Different distribution of intestinal microbiota in CDI and CDN patients and healthy controls (HCs). a Fecal samples from CDP and CDN patients were collected at the indicated times and tested for the presence of C. difficile. White, black, and gray circles represent C. difficle negative, C. difficile infection, and C. difficle colonization, respectively. b Student’s t test shows differences in the indices of microbial richness and diversity between CDI (n = 15), CDN (n = 16), and HC (n = 12) samples. The data represent the mean value and standard error of each group. *P < 0.05; ***P < 0.001. c Principal coordinates analysis for CDI, CDN, and HC sample groups, with plots based on the Bray–Curtis distance. The horizontal and vertical axes represent 20.7% and 11.04% of the inter-sample variations, respectively. Each point represents a sample, and the colors represent different groups. d Linear discriminant analysis effect size was used to identify essential differences in abundance between CDI, CDN, and HC groups from phylum to genus. Only taxa with a significant LDA threshold value of > 4 are shown. Different-colored regions represent different groups. Circles indicate phylogenetic levels from phylum to genus. The diameter of each circle is proportional to the abundance of the group

Compared with those in the HC group, microbial richness and diversity decreased significantly in the CDI and CDN stool samples, as demonstrated by Chao richness and Shannon diversity indices (P < 0.001) (Fig. 2b). Interestingly, microbial diversity of the CDI group was higher than that of the CDN group (P < 0.05, Fig. 2b). In addition, the PCoA plot of Bray–Curtis distance revealed that CDI, CDN, and HC samples could all be different subject clusters (Adonis analysis: HC vs. CDI, CDN: R2 = 0.2414, P = 0.001; CDI vs. CDN: R2 = 0.0670, P = 0.009, Fig. 2c). The distribution of dominant bacterial phyla, families, and genera in each group is listed in Figure S1. We then used a logarithmic LDA score cutoff of 4.0 to identify important taxonomic differences among the groups (Fig. 2d). Compared with HCs, we observed significant decreases in the abundance of Bacteroidaceae (Bacteroides), Prevotella_9, Lachnospiraceae, and Ruminococcaceae (Faecalibacterium) in CDI and CDN samples. Concerning the differences between the CDI and CDN groups, we found that the relative abundances of Clostridioides, Ruminococcaceae, and Ruminococcus_gnavus_group were significantly higher, while Acinetobacter and Fusobacterium had lower relative abundances in CDI samples.

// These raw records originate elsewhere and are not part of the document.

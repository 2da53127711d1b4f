use thiserror::Error;

use crate::types::MigrationId;

pub type Result<T> = std::result::Result<T, Error>;

#[derive(Error, Debug)]
pub enum Error {
    /// Unknown or inactive connection, or a migration id out of range.
    #[error("not found: {0}")]
    NotFound(String),

    /// A field constraint was violated (pattern, range, enum value, unique name).
    #[error("validation error: {0}")]
    Validation(String),

    /// A stored secret could not be decrypted. Never carries plaintext or ciphertext.
    #[error("credential error: {0}")]
    Credential(String),

    #[error("unsupported connection type: {0}")]
    UnsupportedType(String),

    /// Opening or talking to a resolved target database failed.
    #[error("upstream error: {0}")]
    Upstream(String),

    #[error("migration {id} failed: {reason}")]
    Migration { id: MigrationId, reason: String },

    #[error("database error: {0}")]
    Database(String),

    #[error("configuration error: {0}")]
    Config(String),

    #[error("io error: {0}")]
    Io(#[from] std::io::Error),

    #[error("serialization error: {0}")]
    Serialization(#[from] serde_json::Error),
}

impl Error {
    /// Stable machine-readable code for collaborators (HTTP layer, CLI exit output).
    pub fn code(&self) -> &'static str {
        match self {
            Self::NotFound(_) => "not_found",
            Self::Validation(_) => "validation_error",
            Self::Credential(_) => "credential_error",
            Self::UnsupportedType(_) => "unsupported_type",
            Self::Upstream(_) => "upstream_error",
            Self::Migration { .. } => "migration_failure",
            Self::Database(_) => "database_error",
            Self::Config(_) => "config_error",
            Self::Io(_) => "io_error",
            Self::Serialization(_) => "serialization_error",
        }
    }

    /// Message that is safe to hand back to a caller.
    ///
    /// Business errors keep their detail; anything that may carry driver
    /// output or secret material collapses to a generic message.
    pub fn public_message(&self) -> String {
        match self {
            Self::NotFound(_) | Self::Validation(_) | Self::UnsupportedType(_) => {
                self.to_string()
            }
            Self::Credential(_) => "failed to decrypt connection credentials".into(),
            Self::Upstream(_) => "failed to connect to database".into(),
            Self::Migration { id, .. } => format!("schema migration {id} failed"),
            _ => "internal error".into(),
        }
    }

    /// True for errors caused by the caller's input rather than the service.
    pub fn is_client_error(&self) -> bool {
        matches!(
            self,
            Self::NotFound(_) | Self::Validation(_) | Self::UnsupportedType(_)
        )
    }
}
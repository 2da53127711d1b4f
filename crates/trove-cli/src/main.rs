mod connection;

use std::path::PathBuf;
use std::sync::Arc;
use std::time::Duration;

use anyhow::{Context, Result};
use clap::{Parser, Subcommand};
use tracing_subscriber::EnvFilter;
use trove_broker::ConnectionBroker;
use trove_config::{AppConfig, ConfigLoader};
use trove_db::{
    ConnectionStore, MetadataStore, MigrationReport, MigrationSecrets, StoreOptions,
    run_migrations,
};
use trove_security::Vault;

use crate::connection::ConnectionCommands;

#[derive(Parser)]
#[command(
    name = "trove",
    version,
    about = "Trove - registry and broker for target database connections"
)]
struct Cli {
    #[command(subcommand)]
    command: Commands,

    /// Log level (trace, debug, info, warn, error). Overrides the config file.
    #[arg(long, global = true)]
    log_level: Option<String>,

    /// Directory holding config.yml and the default metadata store
    #[arg(long, global = true)]
    config_dir: Option<PathBuf>,
}

#[derive(Subcommand)]
enum Commands {
    /// Apply pending schema migrations
    Migrate,

    /// Print a new vault encryption key
    Keygen,

    /// Manage registered connections
    Connection {
        #[command(subcommand)]
        action: ConnectionCommands,
    },
}

#[tokio::main]
async fn main() -> Result<()> {
    let cli = Cli::parse();

    let config_loader = match &cli.config_dir {
        Some(dir) => ConfigLoader::with_dir(dir),
        None => ConfigLoader::new()?,
    };
    let config = config_loader.load()?;

    let log_level = cli
        .log_level
        .clone()
        .or_else(|| config.log_level.clone())
        .unwrap_or_else(|| "info".to_string());
    tracing_subscriber::fmt()
        .with_env_filter(
            EnvFilter::try_from_default_env().unwrap_or_else(|_| EnvFilter::new(&log_level)),
        )
        .init();

    if let Commands::Keygen = cli.command {
        println!("{}", Vault::generate_key()?);
        return Ok(());
    }

    config_loader.ensure_dirs()?;
    let vault = Arc::new(Vault::from_config(config.vault.encryption_key.as_deref())?);
    let store = MetadataStore::open(
        &config_loader.store_path(&config),
        store_options(&config),
    )?;

    // No command touches the registry before the schema is current.
    let report = run_migrations(
        &store,
        Arc::clone(&vault),
        MigrationSecrets {
            sample_db_password: config.sample_db.password.clone(),
        },
    )
    .await
    .context("failed to migrate metadata store")?;

    match cli.command {
        Commands::Migrate => print_report(&report),
        Commands::Keygen => {}
        Commands::Connection { action } => {
            let registry = ConnectionStore::new(store, Arc::clone(&vault));
            let broker = ConnectionBroker::new(registry.clone(), vault).with_connect_timeout(
                Duration::from_secs(config.broker.connect_timeout_secs),
            );
            connection::run(action, registry, broker).await?;
        }
    }

    Ok(())
}

fn store_options(config: &AppConfig) -> StoreOptions {
    StoreOptions {
        pool_size: config.store.pool_size,
        operation_timeout: Duration::from_secs(config.store.operation_timeout_secs),
    }
}

fn print_report(report: &MigrationReport) {
    println!("Schema migrations");
    println!("─────────────────");
    if report.applied.is_empty() {
        println!("  up to date ({} already applied)", report.already_applied);
        return;
    }
    let ids: Vec<String> = report.applied.iter().map(|id| id.to_string()).collect();
    println!("  applied:         {}", ids.join(", "));
    println!("  already applied: {}", report.already_applied);
}
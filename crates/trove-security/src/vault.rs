use base64::Engine;
use base64::engine::general_purpose::{URL_SAFE, URL_SAFE_NO_PAD};
use ring::aead::{AES_256_GCM, Aad, LessSafeKey, NONCE_LEN, Nonce, UnboundKey};
use ring::rand::{SecureRandom, SystemRandom};
use std::time::{SystemTime, UNIX_EPOCH};
use tracing::{info, warn};

const KEY_LEN: usize = 32; // 256 bits
const TOKEN_VERSION: u8 = 0x80;
const HEADER_LEN: usize = 1 + 8; // version + issued-at seconds
const TAG_LEN: usize = 16;
const MIN_TOKEN_LEN: usize = HEADER_LEN + NONCE_LEN + TAG_LEN;

/// Authenticated encryption for connection secrets, keyed once per process.
///
/// Tokens are laid out as `version | issued_at (u64 BE) | nonce | ciphertext+tag`.
/// The version and timestamp are bound as associated data, so any modified
/// byte makes [`Vault::decrypt`] fail.
///
/// A vault built with [`Vault::ephemeral`] uses a random key that is never
/// persisted. Everything it encrypts becomes unreadable after a restart.
pub struct Vault {
    key: LessSafeKey,
    rng: SystemRandom,
    ephemeral: bool,
}

impl Vault {
    /// Build from a URL-safe base64 encoded 256-bit key.
    pub fn new(encoded_key: &str) -> Result<Self, VaultError> {
        let key = decode_key(encoded_key)?;
        Self::from_key_bytes(&key, false)
    }

    /// Build with a freshly generated key that only lives as long as the process.
    pub fn ephemeral() -> Result<Self, VaultError> {
        let rng = SystemRandom::new();
        let mut key = [0u8; KEY_LEN];
        rng.fill(&mut key)
            .map_err(|_| VaultError::Crypto("failed to generate key".into()))?;
        Self::from_key_bytes(&key, true)
    }

    /// Use the configured key when present, otherwise fall back to an ephemeral one.
    pub fn from_config(encoded_key: Option<&str>) -> Result<Self, VaultError> {
        match encoded_key.map(str::trim).filter(|k| !k.is_empty()) {
            Some(key) => {
                let vault = Self::new(key)?;
                info!("credential vault initialised from configured key");
                Ok(vault)
            }
            None => {
                warn!(
                    "no encryption key configured; generated an ephemeral key. \
                     Stored connection passwords will be unreadable after restart"
                );
                Self::ephemeral()
            }
        }
    }

    fn from_key_bytes(key: &[u8], ephemeral: bool) -> Result<Self, VaultError> {
        let unbound = UnboundKey::new(&AES_256_GCM, key)
            .map_err(|_| VaultError::InvalidKey("failed to create AES key".into()))?;
        Ok(Self {
            key: LessSafeKey::new(unbound),
            rng: SystemRandom::new(),
            ephemeral,
        })
    }

    /// Whether this vault's key will disappear with the process.
    pub fn is_ephemeral(&self) -> bool {
        self.ephemeral
    }

    pub fn encrypt(&self, plaintext: &str) -> Result<Vec<u8>, VaultError> {
        let mut nonce_bytes = [0u8; NONCE_LEN];
        self.rng
            .fill(&mut nonce_bytes)
            .map_err(|_| VaultError::Crypto("failed to generate nonce".into()))?;

        let issued_at = SystemTime::now()
            .duration_since(UNIX_EPOCH)
            .map(|d| d.as_secs())
            .unwrap_or_default();

        let mut header = [0u8; HEADER_LEN];
        header[0] = TOKEN_VERSION;
        header[1..].copy_from_slice(&issued_at.to_be_bytes());

        let mut in_out = plaintext.as_bytes().to_vec();
        self.key
            .seal_in_place_append_tag(
                Nonce::assume_unique_for_key(nonce_bytes),
                Aad::from(header),
                &mut in_out,
            )
            .map_err(|_| VaultError::Crypto("encryption failed".into()))?;

        let mut token = Vec::with_capacity(HEADER_LEN + NONCE_LEN + in_out.len());
        token.extend_from_slice(&header);
        token.extend_from_slice(&nonce_bytes);
        token.extend_from_slice(&in_out);
        Ok(token)
    }

    pub fn decrypt(&self, token: &[u8]) -> Result<String, VaultError> {
        if token.len() < MIN_TOKEN_LEN {
            return Err(VaultError::Decryption);
        }
        let (header, rest) = token.split_at(HEADER_LEN);
        if header[0] != TOKEN_VERSION {
            return Err(VaultError::Decryption);
        }
        let (nonce_bytes, sealed) = rest.split_at(NONCE_LEN);
        let nonce =
            Nonce::try_assume_unique_for_key(nonce_bytes).map_err(|_| VaultError::Decryption)?;

        let mut in_out = sealed.to_vec();
        let plaintext = self
            .key
            .open_in_place(nonce, Aad::from(header), &mut in_out)
            .map_err(|_| VaultError::Decryption)?;

        String::from_utf8(plaintext.to_vec()).map_err(|_| VaultError::Decryption)
    }

    /// Unix seconds embedded in a token. Not authenticated until the token is decrypted.
    pub fn token_issued_at(token: &[u8]) -> Option<u64> {
        if token.len() < MIN_TOKEN_LEN || token[0] != TOKEN_VERSION {
            return None;
        }
        let mut secs = [0u8; 8];
        secs.copy_from_slice(&token[1..HEADER_LEN]);
        Some(u64::from_be_bytes(secs))
    }

    /// Generate a new key suitable for `TROVE_ENCRYPTION_KEY`.
    pub fn generate_key() -> Result<String, VaultError> {
        let mut key = [0u8; KEY_LEN];
        SystemRandom::new()
            .fill(&mut key)
            .map_err(|_| VaultError::Crypto("failed to generate key".into()))?;
        Ok(URL_SAFE.encode(key))
    }
}

impl std::fmt::Debug for Vault {
    fn fmt(&self, f: &mut std::fmt::Formatter<'_>) -> std::fmt::Result {
        f.debug_struct("Vault")
            .field("algorithm", &"AES-256-GCM")
            .field("ephemeral", &self.ephemeral)
            .finish_non_exhaustive()
    }
}

fn decode_key(encoded: &str) -> Result<Vec<u8>, VaultError> {
    let trimmed = encoded.trim();
    let key = URL_SAFE
        .decode(trimmed)
        .or_else(|_| URL_SAFE_NO_PAD.decode(trimmed))
        .map_err(|e| VaultError::InvalidKey(format!("key is not URL-safe base64: {e}")))?;
    if key.len() != KEY_LEN {
        return Err(VaultError::InvalidKey(format!(
            "key must decode to {KEY_LEN} bytes, got {}",
            key.len()
        )));
    }
    Ok(key)
}

#[derive(Debug, thiserror::Error)]
pub enum VaultError {
    #[error("invalid encryption key: {0}")]
    InvalidKey(String),
    #[error("token is malformed, tampered with, or was encrypted with another key")]
    Decryption,
    #[error("cryptographic error: {0}")]
    Crypto(String),
}

impl From<VaultError> for trove_common::Error {
    fn from(err: VaultError) -> Self {
        match err {
            VaultError::InvalidKey(msg) => Self::Config(msg),
            other => Self::Credential(other.to_string()),
        }
    }
}

#[cfg(test)]
mod tests {
    use super::*;
    use rand::Rng;

    fn test_vault() -> Vault {
        Vault::new(&Vault::generate_key().unwrap()).unwrap()
    }

    fn random_ascii(rng: &mut impl Rng, len: usize) -> String {
        (0..len)
            .map(|_| rng.random_range(0x20u8..=0x7e) as char)
            .collect()
    }

    #[test]
    fn round_trips_printable_ascii() {
        let vault = test_vault();
        let mut rng = rand::rng();

        for len in [0, 1, 2, 15, 16, 17, 255, 999, 1000] {
            let s = random_ascii(&mut rng, len);
            let token = vault.encrypt(&s).unwrap();
            assert_eq!(vault.decrypt(&token).unwrap(), s);
        }
        for _ in 0..100 {
            let len = rng.random_range(0..=1000);
            let s = random_ascii(&mut rng, len);
            assert_eq!(vault.decrypt(&vault.encrypt(&s).unwrap()).unwrap(), s);
        }
    }

    #[test]
    fn round_trips_unicode() {
        let vault = test_vault();
        let token = vault.encrypt("pässwörd-🔑").unwrap();
        assert_eq!(vault.decrypt(&token).unwrap(), "pässwörd-🔑");
    }

    #[test]
    fn encryption_is_not_deterministic() {
        let vault = test_vault();
        let a = vault.encrypt("same").unwrap();
        let b = vault.encrypt("same").unwrap();
        assert_ne!(a, b);
        assert_eq!(vault.decrypt(&a).unwrap(), vault.decrypt(&b).unwrap());
    }

    #[test]
    fn ciphertext_does_not_contain_plaintext() {
        let vault = test_vault();
        let token = vault.encrypt("correct-horse-battery").unwrap();
        assert!(
            !token
                .windows("correct-horse-battery".len())
                .any(|w| w == b"correct-horse-battery")
        );
    }

    #[test]
    fn flipping_any_byte_fails_decryption() {
        let vault = test_vault();
        let token = vault.encrypt("p@ssw0rd").unwrap();

        for i in 0..token.len() {
            let mut tampered = token.clone();
            tampered[i] ^= 0x01;
            assert!(
                matches!(vault.decrypt(&tampered), Err(VaultError::Decryption)),
                "byte {i} flip was not detected"
            );
        }
    }

    #[test]
    fn truncated_tokens_fail() {
        let vault = test_vault();
        let token = vault.encrypt("secret").unwrap();

        assert!(vault.decrypt(&[]).is_err());
        assert!(vault.decrypt(&token[..MIN_TOKEN_LEN - 1]).is_err());
        assert!(vault.decrypt(&token[..token.len() - 1]).is_err());
    }

    #[test]
    fn wrong_key_fails() {
        let token = test_vault().encrypt("secret").unwrap();
        let other = test_vault();
        assert!(matches!(other.decrypt(&token), Err(VaultError::Decryption)));
    }

    #[test]
    fn same_key_decrypts_across_instances() {
        let key = Vault::generate_key().unwrap();
        let token = Vault::new(&key).unwrap().encrypt("persisted").unwrap();
        assert_eq!(Vault::new(&key).unwrap().decrypt(&token).unwrap(), "persisted");
    }

    #[test]
    fn rejects_malformed_keys() {
        assert!(matches!(
            Vault::new("not base64 !!"),
            Err(VaultError::InvalidKey(_))
        ));
        assert!(matches!(
            Vault::new(&URL_SAFE.encode([7u8; 16])),
            Err(VaultError::InvalidKey(_))
        ));
    }

    #[test]
    fn accepts_unpadded_keys() {
        let unpadded = URL_SAFE_NO_PAD.encode([9u8; KEY_LEN]);
        assert!(Vault::new(&unpadded).is_ok());
    }

    #[test]
    fn missing_key_yields_ephemeral_vault() {
        let vault = Vault::from_config(None).unwrap();
        assert!(vault.is_ephemeral());

        let blank = Vault::from_config(Some("  ")).unwrap();
        assert!(blank.is_ephemeral());

        let configured = Vault::from_config(Some(&Vault::generate_key().unwrap())).unwrap();
        assert!(!configured.is_ephemeral());
    }

    #[test]
    fn token_records_issue_time() {
        let before = SystemTime::now()
            .duration_since(UNIX_EPOCH)
            .unwrap()
            .as_secs();
        let token = test_vault().encrypt("x").unwrap();
        let issued = Vault::token_issued_at(&token).unwrap();
        assert!(issued >= before && issued <= before + 5);
        assert_eq!(Vault::token_issued_at(b"short"), None);
    }

    #[test]
    fn decryption_error_maps_to_credential_error() {
        let err: trove_common::Error = VaultError::Decryption.into();
        assert_eq!(err.code(), "credential_error");

        let err: trove_common::Error = VaultError::InvalidKey("bad".into()).into();
        assert_eq!(err.code(), "config_error");
    }

    #[test]
    fn debug_does_not_expose_key() {
        let rendered = format!("{:?}", test_vault());
        assert!(rendered.contains("AES-256-GCM"));
        assert!(!rendered.contains("key:"));
    }
}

Intestinal microbiota dynamics in CDI patients with EN

By comparing the microbiota of CDN patients at the start of EN and 2 weeks later, we observed that the microbial richness (P = 0.005) and diversity (P = 0.057) were declining during EN (Fig. 3a). However, in CDI patients, the trends were totally different. The overall changes in intestinal microbiota of CDI patients are shown in Figures S2 and 3. For CDI patients, the diversity increased significantly after C. difficile emerged (P = 0.019, Fig. 3b), and this trend subsequently disappeared when C. difficile had cleared (P = 0.027, Fig. 3b).These results indicate that the presence of C. difficile might cause a transient increase in the diversity of gut microbiota. Moreover, accompanied by the alteration of microbial diversity, the composition of microbiota also changed. For example, in P60, the relative abundance of Lachnospiraceae and Ruminococcaceae increased when C. difficile emerged, but decreased when C. difficile disappeared, in accordance with the changes in microbial diversity (Fig. 3c). Similarly, this consistent trend in changes in microbial diversity and relative abundance of Lachnospiraceae or Ruminococcaceae was found in all C. difficile positive (CDP) patients (Figure S2), except in P68, whose microbial diversity was accompanied by the emergence of Phascolarctobacterium, a short-chain fatty acid (SCFA)-producing genus (Figure S2) [15]. To further investigate the effect of this phenomenon, we focused on such patients who remained C. difficile positive for at least 2 weeks. As shown in Fig. 3d for P156, the diversity of gut microbiome very clearly decreased in accordance with the increase of C. difficile load. The same is true with respect to Lachnospiraceae and Ruminococcaceae loads.

Fig. 3
figure 3

Alterations in the composition of gut microbiota in the presence of C. difficile. a Alterations in the microbial richness and diversity in CDN patients (n = 16) at the start of EN and 2 weeks after receiving EN. b Changes in microbial diversity of C. difficile-positive patients from C. difficile negative to positive (left) or C. difficile positive to negative (right). Statistical significance in a and b was determined using paired t tests. c, d Intestinal microbiota dynamics in P60 and P156. Changes in microbial composition at the family level are illustrated on the above axis, corresponding to the alterations in the C. difficile load (right) and microbial diversity (left) on the same timeline shown below

Role of Bacteroides in CDI during EN

Besides demographics, clinical features, and in-hospital medications, we speculated whether the gastrointestinal microbiome at the beginning of EN could also affect the outcomes for CDI in patients with EN. Seven CDP patients (six CDI and one CDC) without C. difficile colonization at the onset of EN were included in the next comparison with CDN patients.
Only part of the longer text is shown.